Your task is to count the lines of the entries below that include the word "like" and to give only the resulting number.

Input data section start

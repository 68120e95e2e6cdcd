use crate::{
    datatypes::{BoundaryVectorField, Mesh},
    error::TawssError,
};

/// Running time-average of the wall traction field.
///
/// Holds the raw running sum and the snapshot count separately, so the same
/// storage never does double duty as both sum and average. After k updates
/// the emitted field is exactly `(1/k) * sum` of the first k snapshots, in
/// step-sequential summation order.
pub struct RunningAverage {
    sum: BoundaryVectorField,
    count: usize,
}

impl RunningAverage {
    /// Creates a zero-valued accumulator shaped like the mesh boundary
    pub fn new(mesh: &Mesh) -> RunningAverage {
        RunningAverage {
            sum: BoundaryVectorField::zero(mesh),
            count: 0,
        }
    }

    /// Folds one traction snapshot into the sum and returns the cumulative
    /// average over every snapshot seen so far. All-zero snapshots from
    /// missing inputs count toward the denominator like any other.
    pub fn update(
        &mut self,
        snapshot: &BoundaryVectorField,
    ) -> Result<BoundaryVectorField, TawssError> {
        if !self.sum.same_shape(snapshot) {
            return Err(TawssError::Case(
                "Traction snapshot does not match the accumulated field layout".to_owned(),
            ));
        }

        for (sum_patch, snapshot_patch) in std::iter::zip(&mut self.sum.patches, &snapshot.patches)
        {
            for (sum, value) in std::iter::zip(sum_patch, snapshot_patch) {
                *sum += value;
            }
        }
        self.count += 1;

        let count = self.count as f64;
        Ok(BoundaryVectorField {
            patches: self
                .sum
                .patches
                .iter()
                .map(|patch| patch.iter().map(|v| v / count).collect())
                .collect(),
        })
    }

    pub fn count(&self) -> usize {
        self.count
    }
}

#[cfg(test)]
mod tests {
    use super::*;
    use crate::datatypes::{BoundaryPatch, Face};
    use nalgebra::Vector3;

    fn two_face_mesh() -> Mesh {
        let face = |cell| Face {
            area: Vector3::new(0.0, -1.0, 0.0),
            area_mag: 1.0,
            cell,
            distance: 0.1,
        };

        Mesh {
            cells: 2,
            patches: vec![BoundaryPatch {
                name: "wall".to_owned(),
                faces: vec![face(0), face(1)],
            }],
        }
    }

    fn snapshot(a: Vector3<f64>, b: Vector3<f64>) -> BoundaryVectorField {
        BoundaryVectorField {
            patches: vec![vec![a, b]],
        }
    }

    #[test]
    fn average_equals_arithmetic_mean_for_any_k() {
        let mesh = two_face_mesh();
        let mut accumulator = RunningAverage::new(&mesh);

        let snapshots = vec![
            snapshot(Vector3::new(1.0, -2.0, 0.5), Vector3::new(0.0, 4.0, 1.0)),
            snapshot(Vector3::new(-3.0, 1.0, 2.5), Vector3::new(2.0, -1.0, 0.0)),
            snapshot(Vector3::new(0.5, 0.5, 0.5), Vector3::new(1.0, 1.0, 1.0)),
            snapshot(Vector3::new(7.0, 0.0, -1.0), Vector3::new(-2.0, 3.0, 4.0)),
        ];

        let mut running_sum = vec![Vector3::zeros(), Vector3::zeros()];
        for (k, snap) in snapshots.iter().enumerate() {
            let average = accumulator.update(snap).unwrap();

            for (face, sum) in running_sum.iter_mut().enumerate() {
                *sum += snap.patches[0][face];
                let expected = *sum / (k + 1) as f64;
                assert!((average.patches[0][face] - expected).norm() < 1.0e-14);
            }
        }

        assert_eq!(accumulator.count(), 4);
    }

    #[test]
    fn zero_snapshots_still_count_toward_the_denominator() {
        let mesh = two_face_mesh();
        let mut accumulator = RunningAverage::new(&mesh);

        accumulator
            .update(&snapshot(Vector3::new(6.0, 0.0, 0.0), Vector3::zeros()))
            .unwrap();
        let average = accumulator
            .update(&snapshot(Vector3::zeros(), Vector3::zeros()))
            .unwrap();

        assert!((average.patches[0][0].x - 3.0).abs() < 1.0e-14);
    }

    #[test]
    fn matches_the_three_step_reference_sequence() {
        let mesh = two_face_mesh();
        let mut accumulator = RunningAverage::new(&mesh);

        let first = accumulator
            .update(&snapshot(Vector3::new(1.0, 0.0, 0.0), Vector3::zeros()))
            .unwrap();
        assert!((first.patches[0][0] - Vector3::new(1.0, 0.0, 0.0)).norm() < 1.0e-14);

        let second = accumulator
            .update(&snapshot(Vector3::new(3.0, 0.0, 0.0), Vector3::zeros()))
            .unwrap();
        assert!((second.patches[0][0] - Vector3::new(2.0, 0.0, 0.0)).norm() < 1.0e-14);

        // third timestep has no input fields; its snapshot is all zero
        let third = accumulator
            .update(&snapshot(Vector3::zeros(), Vector3::zeros()))
            .unwrap();
        assert!((third.patches[0][0] - Vector3::new(4.0 / 3.0, 0.0, 0.0)).norm() < 1.0e-14);
    }

    #[test]
    fn mismatched_snapshot_shape_is_an_error() {
        let mesh = two_face_mesh();
        let mut accumulator = RunningAverage::new(&mesh);

        let narrow = BoundaryVectorField {
            patches: vec![vec![Vector3::zeros()]],
        };
        assert!(accumulator.update(&narrow).is_err());
    }
}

Input data section end

### Exercise result
2